Task statement
Repeat verbatim, and only, the lines of the data below, beginning at the line that contains "fn options() ->" and stopping after the line that contains "fn flatten(&self) ->".

Records for the exercise
use proc_macro2::{Span, TokenStream};
use quote::quote;
use syn::{
    ext::IdentExt, meta::ParseNestedMeta, Data, DeriveInput, Expr, Fields, Ident, Lit, LitInt,
    LitStr, Result, Type,
};

/// Composition options from `#[record(...)]`.
#[derive(Default)]
struct RecordAttrs {
    bitwise: bool,
    depth: Option<LitInt>,
    reverse: bool,
    aligned: Option<LitInt>,
    union: Option<Option<LitStr>>,
    container: bool,
}

impl RecordAttrs {
    fn parse(input: &DeriveInput) -> Result<Self> {
        let mut attrs = Self::default();
        for attr in input.attrs.iter().filter(|a| a.path().is_ident("record")) {
            attr.parse_nested_meta(|meta| {
                if meta.path.is_ident("bitwise") {
                    attrs.bitwise = true;
                } else if meta.path.is_ident("depth") {
                    attrs.depth = Some(meta.value()?.parse()?);
                } else if meta.path.is_ident("reverse") {
                    attrs.reverse = true;
                } else if meta.path.is_ident("aligned") {
                    attrs.aligned = Some(meta.value()?.parse()?);
                } else if meta.path.is_ident("union") {
                    let from = if meta.input.peek(syn::Token![=]) {
                        Some(meta.value()?.parse()?)
                    } else {
                        None
                    };
                    attrs.union = Some(from);
                } else if meta.path.is_ident("container") {
                    attrs.container = true;
                } else {
                    return Err(meta.error(
                        "expected one of `bitwise`, `depth`, `reverse`, `aligned`, `union`, `container`",
                    ));
                }
                Ok(())
            })?;
        }
        Ok(attrs)
    }

    fn options(&self) -> TokenStream {
        let mut chain = quote!(::structbind::RecordOptions::new());
        if self.bitwise {
            chain.extend(quote!(.bitwise()));
        }
        if let Some(depth) = &self.depth {
            chain.extend(quote!(.depth(#depth)));
        }
        if self.reverse {
            chain.extend(quote!(.reverse()));
        }
        if let Some(modulus) = &self.aligned {
            chain.extend(quote!(.aligned(#modulus)));
        }
        match &self.union {
            Some(Some(from)) => chain.extend(quote!(
                .union(::structbind::UnionMode::ParseFrom(::std::string::String::from(#from)))
            )),
            Some(None) => chain.extend(quote!(.union(::structbind::UnionMode::FirstMatch))),
            None => {}
        }
        if self.container {
            chain.extend(quote!(.container()));
        }
        chain
    }
}

/// The field form chosen in `#[field(...)]`.
enum Form {
    Codec,
    Record(Option<Type>),
    Nested(Type),
    Enumeration(Type),
    Typed(Type),
}

struct FieldAttrs {
    form: Option<Form>,
    codec: Option<Expr>,
    doc: Option<LitStr>,
    parsed: Option<Expr>,
    meta: Vec<(LitStr, Lit)>,
}

impl FieldAttrs {
    fn set_form(&mut self, meta: &ParseNestedMeta<'_>, form: Form) -> Result<()> {
        if self.form.is_some() {
            return Err(
                meta.error("only one of `record`, `nested`, `enumeration`, `typed` is allowed")
            );
        }
        self.form = Some(form);
        Ok(())
    }

    fn parse(field: &syn::Field, ident: &Ident) -> Result<Self> {
        let mut attrs = Self {
            form: None,
            codec: None,
            doc: None,
            parsed: None,
            meta: Vec::new(),
        };
        let mut found = false;
        for attr in field.attrs.iter().filter(|a| a.path().is_ident("field")) {
            found = true;
            attr.parse_nested_meta(|meta| {
                if meta.path.is_ident("codec") {
                    attrs.codec = Some(meta.value()?.parse()?);
                } else if meta.path.is_ident("record") {
                    let ty = if meta.input.peek(syn::Token![=]) {
                        Some(meta.value()?.parse()?)
                    } else {
                        None
                    };
                    attrs.set_form(&meta, Form::Record(ty))?;
                } else if meta.path.is_ident("nested") {
                    let ty = meta.value()?.parse()?;
                    attrs.set_form(&meta, Form::Nested(ty))?;
                } else if meta.path.is_ident("enumeration") {
                    let ty = meta.value()?.parse()?;
                    attrs.set_form(&meta, Form::Enumeration(ty))?;
                } else if meta.path.is_ident("typed") {
                    let ty = meta.value()?.parse()?;
                    attrs.set_form(&meta, Form::Typed(ty))?;
                } else if meta.path.is_ident("doc") {
                    attrs.doc = Some(meta.value()?.parse()?);
                } else if meta.path.is_ident("parsed") {
                    attrs.parsed = Some(meta.value()?.parse()?);
                } else if meta.path.is_ident("meta") {
                    meta.parse_nested_meta(|entry| {
                        let key = entry
                            .path
                            .get_ident()
                            .ok_or_else(|| entry.error("expected a metadata key"))?;
                        let value: Lit = entry.value()?.parse()?;
                        let key = LitStr::new(&key.unraw().to_string(), key.span());
                        attrs.meta.push((key, value));
                        Ok(())
                    })?;
                } else {
                    return Err(meta.error(
                        "expected one of `codec`, `record`, `nested`, `enumeration`, `typed`, `doc`, `parsed`, `meta`",
                    ));
                }
                Ok(())
            })?;
        }
        if !found {
            return Err(syn::Error::new(
                ident.span(),
                "every record field needs a `#[field(...)]` attribute",
            ));
        }

        let record = matches!(attrs.form, Some(Form::Record(_)));
        if let (true, Some(codec)) = (record, &attrs.codec) {
            return Err(syn::Error::new_spanned(
                codec,
                "`record` fields compile their own codec; remove `codec`",
            ));
        }
        if !record && attrs.codec.is_none() {
            return Err(syn::Error::new(
                ident.span(),
                "missing `codec = ...` in `#[field(...)]`",
            ));
        }
        if attrs.form.is_none() {
            attrs.form = Some(Form::Codec);
        }
        Ok(attrs)
    }

    fn spec(&self, name: &LitStr, ty: &Type) -> TokenStream {
        let codec = &self.codec;
        let mut spec = match &self.form {
            Some(Form::Record(Some(record))) => {
                quote!(::structbind::FieldSpec::record::<#record>(#name))
            }
            Some(Form::Record(None)) => quote!(::structbind::FieldSpec::record::<#ty>(#name)),
            Some(Form::Nested(record)) => quote!(::structbind::FieldSpec::nested(
                ::structbind::DeclaredType::Record(::structbind::RecordType::of::<#record>()),
                #name,
                #codec,
            )?),
            Some(Form::Enumeration(enumeration)) => {
                quote!(::structbind::FieldSpec::enumeration::<#enumeration>(#name, #codec))
            }
            Some(Form::Typed(declared)) => {
                quote!(::structbind::FieldSpec::declared::<#declared>(#name, #codec))
            }
            Some(Form::Codec) | None => {
                quote!(::structbind::FieldSpec::declared::<#ty>(#name, #codec))
            }
        };
        if let Some(doc) = &self.doc {
            spec.extend(quote!(.doc(#doc)));
        }
        if let Some(parsed) = &self.parsed {
            spec.extend(quote!(.parsed(#parsed)));
        }
        for (key, value) in &self.meta {
            spec.extend(quote!(.meta(#key, #value)));
        }
        spec
    }
}

pub(crate) fn expand(input: DeriveInput) -> Result<TokenStream> {
    if !input.generics.params.is_empty() {
        return Err(syn::Error::new_spanned(
            &input.generics,
            "records cannot be generic",
        ));
    }
    let named = match &input.data {
        Data::Struct(data) => match &data.fields {
            Fields::Named(named) => &named.named,
            _ => {
                return Err(syn::Error::new_spanned(
                    &input.ident,
                    "records need named fields",
                ))
            }
        },
        _ => {
            return Err(syn::Error::new_spanned(
                &input.ident,
                "`Record` can only be derived for structs",
            ))
        }
    };

    let options = RecordAttrs::parse(&input)?;
    let ident = &input.ident;
    let record_name = LitStr::new(&ident.unraw().to_string(), Span::call_site());

    let mut idents = Vec::with_capacity(named.len());
    let mut names = Vec::with_capacity(named.len());
    let mut specs = Vec::with_capacity(named.len());
    for field in named {
        let Some(field_ident) = &field.ident else {
            continue;
        };
        let name = LitStr::new(&field_ident.unraw().to_string(), field_ident.span());
        let attrs = FieldAttrs::parse(field, field_ident)?;
        specs.push(attrs.spec(&name, &field.ty));
        idents.push(field_ident);
        names.push(name);
    }

    let chain = options.options();
    let lookup = options.container.then(|| {
        quote! {
            impl ::structbind::Lookup for #ident {
                fn lookup(&self, key: &str) -> ::core::option::Option<::structbind::Value> {
                    match key {
                        #(#names => ::core::option::Option::Some(
                            ::structbind::Flatten::flatten(&self.#idents)
                        ),)*
                        _ => ::core::option::Option::None,
                    }
                }
            }
        }
    });

    Ok(quote! {
        impl ::structbind::Record for #ident {
            const NAME: &'static str = #record_name;

            fn fields() -> ::core::result::Result<
                ::std::vec::Vec<::structbind::FieldSpec>,
                ::structbind::Error,
            > {
                ::core::result::Result::Ok(::std::vec![#(#specs),*])
            }

            fn options() -> ::structbind::RecordOptions {
                #chain
            }

            fn construct(
                fields: &mut ::structbind::Fields,
            ) -> ::core::result::Result<Self, ::structbind::Error> {
                ::core::result::Result::Ok(Self {
                    #(#idents: fields.take(#names)?,)*
                })
            }

            fn assign(
                &mut self,
                field: &str,
                value: ::structbind::Materialized,
            ) -> ::core::result::Result<(), ::structbind::Error> {
                match field {
                    #(#names => {
                        self.#idents = ::structbind::FromMaterialized::from_materialized(value)?;
                    })*
                    _ => {
                        return ::core::result::Result::Err(::structbind::Error::MissingField {
                            record: #record_name,
                            field: ::std::string::ToString::to_string(field),
                        });
                    }
                }
                ::core::result::Result::Ok(())
            }

            fn to_container(&self) -> ::structbind::Container {
                let mut container = ::structbind::Container::new();
                #(container.insert(#names, ::structbind::Flatten::flatten(&self.#idents));)*
                container
            }
        }

        impl ::structbind::Declared for #ident {
            fn declared_type() -> ::structbind::DeclaredType {
                ::structbind::DeclaredType::Record(::structbind::RecordType::of::<Self>())
            }
        }

        impl ::structbind::FromMaterialized for #ident {
            fn from_materialized(
                value: ::structbind::Materialized,
            ) -> ::core::result::Result<Self, ::structbind::Error> {
                ::structbind::record_from_materialized::<Self>(value)
            }
        }

        impl ::structbind::Flatten for #ident {
            fn flatten(&self) -> ::structbind::Value {
                ::structbind::Value::Map(::structbind::Record::to_container(self))
            }
        }

        #lookup
    })
}
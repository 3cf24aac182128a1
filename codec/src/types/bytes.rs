//! Byte-string leaf constructs.

use crate::{Construct, Context, Error, Expr, Kind, Preset, Stream, Value};
use bytes::{BufMut, Bytes, BytesMut};

fn to_bytes(value: &Value) -> Result<Bytes, Error> {
    match value {
        Value::Bytes(b) => Ok(b.clone()),
        Value::Str(s) => Ok(Bytes::copy_from_slice(s.as_bytes())),
        Value::List(items) => {
            let mut out = BytesMut::with_capacity(items.len());
            for item in items {
                let v = item.to_int()?;
                let byte = u8::try_from(v).map_err(|_| Error::ValueOutOfRange(v, "byte"))?;
                out.put_u8(byte);
            }
            Ok(out.freeze())
        }
        other => Err(Error::InvalidValue {
            expected: "bytes",
            found: other.kind(),
        }),
    }
}

/// A byte string whose length is given by an expression.
#[derive(Clone, Debug)]
pub struct RawBytes {
    length: Expr,
}

impl RawBytes {
    pub fn new(length: impl Into<Expr>) -> Self {
        Self {
            length: length.into(),
        }
    }
}

impl Construct for RawBytes {
    fn parse(&self, stream: &mut Stream<'_>, ctx: &Context<'_>) -> Result<Value, Error> {
        let len = self.length.eval_len(ctx)?;
        Ok(Value::Bytes(Bytes::copy_from_slice(stream.read_units(len)?)))
    }

    fn build(&self, value: &Value, buf: &mut BytesMut, ctx: &Context<'_>) -> Result<Value, Error> {
        let len = self.length.eval_len(ctx)?;
        let data = to_bytes(value)?;
        if data.len() != len {
            return Err(Error::LengthMismatch(data.len(), len));
        }
        buf.put_slice(&data);
        Ok(Value::Bytes(data))
    }

    fn kind(&self) -> Kind {
        Kind::Bytes
    }
}

/// All remaining input.
#[derive(Clone, Copy, Debug, Default)]
pub struct GreedyBytes;

impl Construct for GreedyBytes {
    fn parse(&self, stream: &mut Stream<'_>, _: &Context<'_>) -> Result<Value, Error> {
        let rest = stream.rest();
        let out = Bytes::copy_from_slice(stream.read_units(rest.len())?);
        Ok(Value::Bytes(out))
    }

    fn build(&self, value: &Value, buf: &mut BytesMut, _: &Context<'_>) -> Result<Value, Error> {
        let data = to_bytes(value)?;
        buf.put_slice(&data);
        Ok(Value::Bytes(data))
    }

    fn kind(&self) -> Kind {
        Kind::GreedyBytes
    }
}

/// Skips `length` units on parse and writes zeros on build.
#[derive(Clone, Copy, Debug)]
pub struct Padding {
    length: usize,
}

impl Padding {
    pub fn new(length: usize) -> Self {
        Self { length }
    }
}

impl Construct for Padding {
    fn parse(&self, stream: &mut Stream<'_>, _: &Context<'_>) -> Result<Value, Error> {
        stream.read_units(self.length)?;
        Ok(Value::None)
    }

    fn build(&self, _: &Value, buf: &mut BytesMut, _: &Context<'_>) -> Result<Value, Error> {
        buf.put_bytes(0, self.length);
        Ok(Value::None)
    }

    fn flag_build_none(&self) -> bool {
        true
    }

    fn kind(&self) -> Kind {
        Kind::Padding
    }
}

/// A fixed value: parse verifies it, build writes it regardless of input.
#[derive(Clone, Debug)]
pub struct Const {
    value: Value,
    subcon: crate::Codec,
}

impl Const {
    pub fn new(value: impl Into<Value>, subcon: impl Construct + 'static) -> Self {
        Self {
            value: value.into(),
            subcon: crate::codec(subcon),
        }
    }

    /// A constant byte string (for example a file signature).
    pub fn bytes(signature: &[u8]) -> Self {
        Self::new(signature, RawBytes::new(signature.len()))
    }

    pub fn value(&self) -> &Value {
        &self.value
    }
}

impl Construct for Const {
    fn parse(&self, stream: &mut Stream<'_>, ctx: &Context<'_>) -> Result<Value, Error> {
        let parsed = self.subcon.parse(stream, ctx)?;
        if parsed != self.value {
            return Err(Error::ConstMismatch {
                expected: format!("{:?}", self.value),
                found: format!("{parsed:?}"),
            });
        }
        Ok(parsed)
    }

    fn build(&self, value: &Value, buf: &mut BytesMut, ctx: &Context<'_>) -> Result<Value, Error> {
        if !value.is_none() && *value != self.value {
            return Err(Error::ConstMismatch {
                expected: format!("{:?}", self.value),
                found: format!("{value:?}"),
            });
        }
        self.subcon.build(&self.value, buf, ctx)
    }

    fn flag_build_none(&self) -> bool {
        true
    }

    fn preset(&self) -> Option<Preset> {
        Some(Preset::Const(self.value.clone()))
    }

    fn kind(&self) -> Kind {
        Kind::Const
    }

    fn subcons(&self) -> Vec<crate::Subcon<'_>> {
        vec![crate::Subcon::unnamed(&self.subcon)]
    }
}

Exercise answer
            fn options() -> ::structbind::RecordOptions {
                #chain
            }

            fn construct(
                fields: &mut ::structbind::Fields,
            ) -> ::core::result::Result<Self, ::structbind::Error> {
                ::core::result::Result::Ok(Self {
                    #(#idents: fields.take(#names)?,)*
                })
            }

            fn assign(
                &mut self,
                field: &str,
                value: ::structbind::Materialized,
            ) -> ::core::result::Result<(), ::structbind::Error> {
                match field {
                    #(#names => {
                        self.#idents = ::structbind::FromMaterialized::from_materialized(value)?;
                    })*
                    _ => {
                        return ::core::result::Result::Err(::structbind::Error::MissingField {
                            record: #record_name,
                            field: ::std::string::ToString::to_string(field),
                        });
                    }
                }
                ::core::result::Result::Ok(())
            }

            fn to_container(&self) -> ::structbind::Container {
                let mut container = ::structbind::Container::new();
                #(container.insert(#names, ::structbind::Flatten::flatten(&self.#idents));)*
                container
            }
        }

        impl ::structbind::Declared for #ident {
            fn declared_type() -> ::structbind::DeclaredType {
                ::structbind::DeclaredType::Record(::structbind::RecordType::of::<Self>())
            }
        }

        impl ::structbind::FromMaterialized for #ident {
            fn from_materialized(
                value: ::structbind::Materialized,
            ) -> ::core::result::Result<Self, ::structbind::Error> {
                ::structbind::record_from_materialized::<Self>(value)
            }
        }

        impl ::structbind::Flatten for #ident {
            fn flatten(&self) -> ::structbind::Value {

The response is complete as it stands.